In 1974, two sixty-year-old Protestant women, Hélène Engel and Edith du Tertre, deeply distressed by accounts of torture in South Vietnam, decided to make the Christian churches aware, by reference to the Gospel, of the scandal of torture. Outraged by the failure of Christians to react to this problem, they founded an ecumenical group in order to alert churches of all denominations.

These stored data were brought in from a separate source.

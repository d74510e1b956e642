//! Peerplays Plugin
//!
//! Graphene-based chain: named accounts, `PPY`-prefixed keys, balances held
//! per asset id (`1.3.N`). Node access goes through [`PeerplaysRpc`]; one
//! connection per network is memoised until [`Plugin::bust_cache`].

pub mod rpc;

pub use rpc::{
    AccountBalance, AccountObject, AssetAmount, FullAccount, HttpPeerplaysRpc, PeerplaysRpc,
    TransferOperation, UnsignedTransaction, CORE_ASSET_ID,
};

use std::collections::HashMap;
use std::sync::{Arc, RwLock};
use std::time::Duration;

use async_trait::async_trait;
use rust_decimal::prelude::ToPrimitive;
use rust_decimal::Decimal;
use serde_json::Value;
use tokio::sync::oneshot;
use tracing::{debug, info, warn};

use super::{
    race, Capability, HttpProbe, NetworkProbe, NetworkStatus, Plugin, PluginContext,
    SignedTransaction, TransferParams, REACHABILITY_TIMEOUT,
};
use crate::blockchains::Blockchain;
use crate::config::PeerplaysConfig;
use crate::error::{ErrorBody, PluginError};
use crate::models::{Account, ExplorerTemplate, Network, ReturnableAccount, Token};
use crate::signing::{Message, Rejector, SignPayload, Signature, SigningProtocol};
use crate::wallet::{PrivateKey, PublicKey, DEFAULT_PREFIX};

/// Asset id of the BTF token
pub const BTF_ASSET_ID: &str = "1.3.1";

const BIP: &str = "44'/194'/0'/0/";
const MIN_PRIVATE_KEY_LEN: usize = 50;
const MIN_ACCOUNT_NAME_LEN: usize = 3;
const MAX_ACCOUNT_NAME_LEN: usize = 63;

/// Opens a node connection for a network
pub type RpcConnector = Arc<dyn Fn(&Network) -> Arc<dyn PeerplaysRpc> + Send + Sync>;

/// Graphene account-name rules
pub fn is_account_name(name: &str) -> bool {
    if name.len() < MIN_ACCOUNT_NAME_LEN || name.len() > MAX_ACCOUNT_NAME_LEN {
        return false;
    }
    name.split('.').all(|label| {
        let starts_with_letter = label.chars().next().is_some_and(|c| c.is_ascii_lowercase());
        let ends_alphanumeric = label
            .chars()
            .last()
            .is_some_and(|c| c.is_ascii_lowercase() || c.is_ascii_digit());
        let allowed = label
            .chars()
            .all(|c| c.is_ascii_lowercase() || c.is_ascii_digit() || c == '-');

        starts_with_letter && ends_alphanumeric && allowed && !label.contains("--")
    })
}

/// Asset ids look like `1.3.N`
fn is_asset_id(value: &str) -> bool {
    value
        .strip_prefix("1.3.")
        .is_some_and(|n| !n.is_empty() && n.chars().all(|c| c.is_ascii_digit()))
}

fn operation_name(id: u64) -> String {
    match id {
        rpc::TRANSFER_OPERATION => "transfer".to_string(),
        other => format!("operation_{}", other),
    }
}
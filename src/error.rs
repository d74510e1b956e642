//! Plugin Error Types
//!
//! Unified error handling for every blockchain plugin and the signing protocol.

use serde::{Deserialize, Serialize};

use crate::wallet::WalletError;

/// Message handed to rejectors whenever a signature cannot be produced.
pub const SIGNATURE_ERROR: &str = "Could not get signature";

/// Errors that can occur inside a plugin or the signing protocol
#[derive(Debug, Clone, PartialEq, thiserror::Error)]
pub enum PluginError {
    /// Recipient account name fails the chain's naming rules
    #[error("Invalid recipient account name")]
    InvalidRecipient,

    /// Key material could not be parsed or does not match the chain format
    #[error("Invalid key: {0}")]
    InvalidKey(String),

    /// A required parameter was absent or empty
    #[error("Missing required parameters: {0}")]
    MissingParameters(String),

    /// The user declined the signature request
    #[error("Signature request rejected")]
    SignatureRejected,

    /// The hardware or software signer produced nothing
    #[error("Signature unavailable: {0}")]
    SignatureUnavailable(String),

    /// Network probe failed or the node could not be contacted
    #[error("Network unreachable: {0}")]
    NetworkUnreachable(String),

    /// Balance lookup for an asset the account does not hold
    #[error("Asset not found: {0}")]
    AssetNotFound(String),

    /// Chain code not present in the blockchain registry
    #[error("Unknown blockchain: {0}")]
    UnknownBlockchain(String),

    /// No plugin is loaded for the chain
    #[error("No plugin registered for {0}")]
    PluginNotFound(String),

    /// Node answered with an RPC-level error
    #[error("RPC error: {0}")]
    Rpc(String),

    /// Response parsing failed
    #[error("Parse error: {0}")]
    Parse(String),

    /// The plugin cannot carry out the request as given
    #[error("Unsupported: {0}")]
    Unsupported(String),

    /// Configuration could not be loaded or is inconsistent
    #[error("Configuration error: {0}")]
    Config(String),
}

impl From<reqwest::Error> for PluginError {
    fn from(err: reqwest::Error) -> Self {
        if err.is_timeout() || err.is_connect() {
            PluginError::NetworkUnreachable(err.to_string())
        } else if err.is_decode() {
            PluginError::Parse(err.to_string())
        } else {
            PluginError::Rpc(err.to_string())
        }
    }
}

impl From<serde_json::Error> for PluginError {
    fn from(err: serde_json::Error) -> Self {
        PluginError::Parse(err.to_string())
    }
}

impl From<WalletError> for PluginError {
    fn from(err: WalletError) -> Self {
        PluginError::InvalidKey(err.to_string())
    }
}

/// Structured `{error: reason}` value.
///
/// Returned by operations that report validation failures as data instead of
/// propagating them, and passed to signing rejectors.
#[derive(Debug, Clone, PartialEq, Eq, Serialize, Deserialize)]
pub struct ErrorBody {
    pub error: String,
}

impl ErrorBody {
    pub fn new(reason: impl Into<String>) -> Self {
        Self {
            error: reason.into(),
        }
    }

    /// The body every signing failure is reported with
    pub fn signature() -> Self {
        Self::new(SIGNATURE_ERROR)
    }
}

impl From<PluginError> for ErrorBody {
    fn from(err: PluginError) -> Self {
        match err {
            PluginError::SignatureRejected | PluginError::SignatureUnavailable(_) => {
                ErrorBody::signature()
            }
            other => ErrorBody::new(other.to_string()),
        }
    }
}

impl std::fmt::Display for ErrorBody {
    fn fmt(&self, f: &mut std::fmt::Formatter<'_>) -> std::fmt::Result {
        write!(f, "{}", self.error)
    }
}
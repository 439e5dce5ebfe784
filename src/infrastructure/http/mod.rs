//! HTTP transport for the generator.
//!
//! | route                          | handler            |
//! |--------------------------------|--------------------|
//! | `GET /`                        | service status     |
//! | `GET /list_languages`          | supported targets  |
//! | `POST /{language}/generate_sdk`| zip archive        |

use std::sync::Arc;

use axum::{
    Json, Router,
    body::Bytes,
    extract::{Path, State},
    http::{StatusCode, header},
    response::{IntoResponse, Response},
    routing::{get, post},
};
use serde_json::{Value as JsonValue, json};
use tokio::net::TcpListener;
use tracing::{error, info, warn};

use crate::application::{ApplicationError, CodegenRequest, GenerateSdkUseCase};
use crate::config::ServerConfig;

/// Application state shared across handlers.
#[derive(Clone)]
pub struct AppState {
    use_case: Arc<GenerateSdkUseCase>,
}

impl AppState {
    pub fn new(use_case: Arc<GenerateSdkUseCase>) -> Self {
        Self { use_case }
    }
}

/// Build the router with all endpoints.
pub fn router(state: AppState) -> Router {
    Router::new()
        .route("/", get(root))
        .route("/list_languages", get(list_languages))
        .route("/{language}/generate_sdk", post(generate_sdk))
        .with_state(state)
}

/// Bind to the configured address and serve until the process exits.
pub async fn serve(config: &ServerConfig, state: AppState) -> std::io::Result<()> {
    let addr = config.bind_address();
    let listener = TcpListener::bind(&addr).await?;
    info!("Starting server on {}", addr);

    axum::serve(listener, router(state)).await
}

/// Service status.
async fn root() -> Json<JsonValue> {
    Json(json!({"name": "Codegen", "status": "OK", "version": "1.0.0"}))
}

/// Supported target keys.
async fn list_languages(State(state): State<AppState>) -> Json<JsonValue> {
    let targets = state.use_case.generator().resolver().supported_targets();
    Json(json!({ "supported_options": targets }))
}

/// Generate an SDK archive for the target named in the path.
async fn generate_sdk(
    State(state): State<AppState>,
    Path(language): Path<String>,
    body: Bytes,
) -> Response {
    let request = match CodegenRequest::from_slice(&body) {
        Ok(request) => request,
        Err(e) => {
            warn!("Rejected codegen request: {}", e);
            return (StatusCode::BAD_REQUEST, e.to_string()).into_response();
        }
    };

    match state.use_case.execute(&language, &request) {
        Ok(response) => (
            StatusCode::OK,
            [
                (header::CONTENT_TYPE, "application/zip".to_string()),
                (
                    header::CONTENT_DISPOSITION,
                    format!("attachment; filename={}", response.file_name),
                ),
            ],
            response.archive,
        )
            .into_response(),
        Err(ApplicationError::ValidationError(e)) => {
            warn!("Rejected codegen request: {}", e);
            (StatusCode::BAD_REQUEST, e.to_string()).into_response()
        }
        Err(e) => {
            error!("{}", e);
            (StatusCode::INTERNAL_SERVER_ERROR, "Error generating code").into_response()
        }
    }
}
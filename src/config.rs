//! Server configuration
//!
//! Values come from an optional TOML file and are then overridden by CLI
//! flags (which themselves fall back to `SDKGEN_*` environment variables).
//!
//! ```toml
//! host = "127.0.0.1"
//! port = 9000
//! ```

use serde::Deserialize;
use std::path::Path;
use thiserror::Error;

/// Default port the HTTP shell listens on
pub const DEFAULT_PORT: u16 = 8080;

/// Default bind address
pub const DEFAULT_HOST: &str = "0.0.0.0";

/// Configuration errors
#[derive(Debug, Error)]
pub enum ConfigError {
    #[error("Failed to read config file {path}: {source}")]
    Io {
        path: String,
        #[source]
        source: std::io::Error,
    },

    #[error("Invalid config file {path}: {source}")]
    Parse {
        path: String,
        #[source]
        source: toml::de::Error,
    },
}

/// HTTP shell settings
#[derive(Debug, Clone, PartialEq, Eq, Deserialize)]
#[serde(default, deny_unknown_fields)]
pub struct ServerConfig {
    pub host: String,
    pub port: u16,
}

impl Default for ServerConfig {
    fn default() -> Self {
        Self {
            host: DEFAULT_HOST.to_string(),
            port: DEFAULT_PORT,
        }
    }
}

impl ServerConfig {
    /// Parse a config from TOML text
    pub fn from_toml(content: &str, origin: &str) -> Result<Self, ConfigError> {
        toml::from_str(content).map_err(|source| ConfigError::Parse {
            path: origin.to_string(),
            source,
        })
    }

    /// Load the config file at `path`, or the defaults when there is none
    pub async fn load(path: Option<&Path>) -> Result<Self, ConfigError> {
        let Some(path) = path else {
            return Ok(Self::default());
        };

        let origin = path.display().to_string();
        let content = tokio::fs::read_to_string(path)
            .await
            .map_err(|source| ConfigError::Io {
                path: origin.clone(),
                source,
            })?;

        Self::from_toml(&content, &origin)
    }

    /// Apply explicit overrides on top of the loaded values
    pub fn with_overrides(mut self, host: Option<String>, port: Option<u16>) -> Self {
        if let Some(host) = host {
            self.host = host;
        }
        if let Some(port) = port {
            self.port = port;
        }
        self
    }

    /// `host:port` to bind to
    pub fn bind_address(&self) -> String {
        format!("{}:{}", self.host, self.port)
    }
}
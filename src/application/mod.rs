//! Application layer - request validation and the SDK generation use case

pub mod dto;
pub mod errors;
pub mod generate_sdk;
pub mod traits;

pub use dto::*;
pub use errors::*;
pub use generate_sdk::*;
pub use traits::*;
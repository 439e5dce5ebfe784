//! sdkgen CLI entrypoint
//! Parses command-line arguments and dispatches to the generator or the HTTP server.
#![deny(unsafe_code)]

// Internal imports (std, crate)
use sdkgen::{
    application::GenerateSdkUseCase,
    config::ServerConfig,
    generation::{GenerationRequest, SdkGenerator, SpecLoader, TargetOptions},
    infrastructure::{FileSpecLoader, FileSystemOutputService, http},
};
use std::path::PathBuf;
use std::sync::Arc;

// External imports (alphabetized)
use anyhow::Context;
use clap::Parser;
use serde_json::Value as JsonValue;
use tracing::{Level, info};
use tracing_subscriber::EnvFilter;

#[derive(Parser)]
#[command(name = "sdkgen")]
#[command(author, version, about, long_about = None)]
struct Cli {
    #[command(subcommand)]
    pub command: Commands,
}

#[derive(clap::Subcommand, Debug)]
pub enum Commands {
    /// Generate an SDK archive from a spec file
    ///
    /// Method names come from the first literal path segment, the verb and
    /// whether the path has a parameter, so `GET /users/{id}` and
    /// `GET /users/{id}/posts` both map to `getUsersById`. Such collisions
    /// fail generation and name both operations.
    Generate {
        /// Path to the API spec (YAML or JSON)
        #[arg(long)]
        schema_path: String,
        /// API key the SDK is generated for
        #[arg(long, env = "SDKGEN_API_KEY")]
        api_key: String,
        /// Target profile to generate
        #[arg(long, default_value = "nodejs-fetch")]
        target: String,
        /// Base URL baked into the generated client
        #[arg(long, env = "SDKGEN_BASE_URL")]
        base_url: String,
        /// Where to write the archive
        #[arg(long, default_value = "sdk.zip")]
        output: PathBuf,
    },
    /// Serve the generator over HTTP
    Serve {
        /// TOML config file
        #[arg(long, env = "SDKGEN_CONFIG")]
        config: Option<PathBuf>,
        /// Bind address, overrides the config file
        #[arg(long, env = "SDKGEN_HOST")]
        host: Option<String>,
        /// Port, overrides the config file
        #[arg(long, env = "SDKGEN_PORT")]
        port: Option<u16>,
    },
    /// List supported target profiles
    Targets,
}

#[tokio::main]
async fn main() -> anyhow::Result<()> {
    // Initialize logging with default level INFO
    tracing_subscriber::fmt()
        .with_env_filter(EnvFilter::from_default_env().add_directive(Level::INFO.into()))
        .init();

    let cli = Cli::parse();
    let generator = Arc::new(SdkGenerator::with_defaults());
    let use_case = Arc::new(GenerateSdkUseCase::new(
        generator.clone(),
        Arc::new(FileSystemOutputService::new()),
    ));

    match cli.command {
        Commands::Generate {
            schema_path,
            api_key,
            target,
            base_url,
            output,
        } => {
            generate(GenerateParams {
                use_case: &use_case,
                schema_path: &schema_path,
                api_key: &api_key,
                target: &target,
                base_url: &base_url,
                output: &output,
            })
            .await?
        }
        Commands::Serve { config, host, port } => {
            let config = ServerConfig::load(config.as_deref())
                .await
                .context("Failed to load server config")?
                .with_overrides(host, port);

            http::serve(&config, http::AppState::new(use_case))
                .await
                .with_context(|| format!("Server on {} failed", config.bind_address()))?
        }
        Commands::Targets => {
            for target in generator.resolver().supported_targets() {
                println!("{}\t{}", target, target.display_name());
            }
        }
    }
    Ok(())
}

/// Parameters for archive generation
struct GenerateParams<'a> {
    use_case: &'a GenerateSdkUseCase,
    schema_path: &'a str,
    api_key: &'a str,
    target: &'a str,
    base_url: &'a str,
    output: &'a PathBuf,
}

/// Generate an SDK archive from a spec file on disk
async fn generate(params: GenerateParams<'_>) -> anyhow::Result<()> {
    info!(sdk_target = %params.target, "Generating SDK");

    if params.api_key.is_empty() {
        anyhow::bail!("API key is required");
    }

    let spec = FileSpecLoader::new()
        .load(params.schema_path)
        .await
        .with_context(|| format!("Failed to load spec from {}", params.schema_path))?;

    let mut options = TargetOptions::new();
    options.insert(
        "baseUrl".to_string(),
        JsonValue::String(params.base_url.to_string()),
    );

    let request = GenerationRequest::new(&spec, params.api_key, params.target, Some(&options));
    let response = params
        .use_case
        .export(request, params.output)
        .await
        .context("Failed to generate SDK")?;

    info!(
        output_path = %params.output.display(),
        "Successfully generated {} SDK ({} file(s))",
        response.target,
        response.files_count
    );
    Ok(())
}
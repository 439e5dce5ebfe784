//! Path template rewriting into target interpolation syntax

use crate::generation::naming::PARAM_MARKER;

/// Interpolation opening token for JavaScript template literals
pub const JS_INTERPOLATION_OPEN: &str = "${";

/// Rewrites `{param}` placeholders into `${param}`.
///
/// Only the opening brace is rewritten; the closing `}` is already valid
/// template-literal syntax.
///
/// # Examples
/// ```
/// use sdkgen::generation::templating::to_template_literal;
///
/// assert_eq!(to_template_literal("/users/{userId}"), "/users/${userId}");
/// ```
pub fn to_template_literal(path: &str) -> String {
    path.replace(PARAM_MARKER, JS_INTERPOLATION_OPEN)
}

To their great surprise, the project was well received everywhere. ’Christians at last!’, exclaimed one of the leaders of the French section of Amnesty International, which, at that very point in time, was launching a world-wide campaign to arouse awareness of the problem. Hélène and Edith’s project took shape all the more quickly in that several French organizations and the World Council of Churches were concerned at the increase in torture in many countries; there was talk of a ’torture epidemic’. In the summer of 1974 Tito de Alencar, a 29-year-old Dominican who had been severely tortured in Brazil in 1969-71, committed suicide in a French convent. In prison he had written: ’Wherever a human being suffers, it is the Master who suffers. It is time for our bishops to say: "Enough!" before it is too late. The Church cannot remain silent. If the Church does not intervene, who will? At this time, silence is failure to act. The Church should be a sign and sacrament of God’s justice in the world’.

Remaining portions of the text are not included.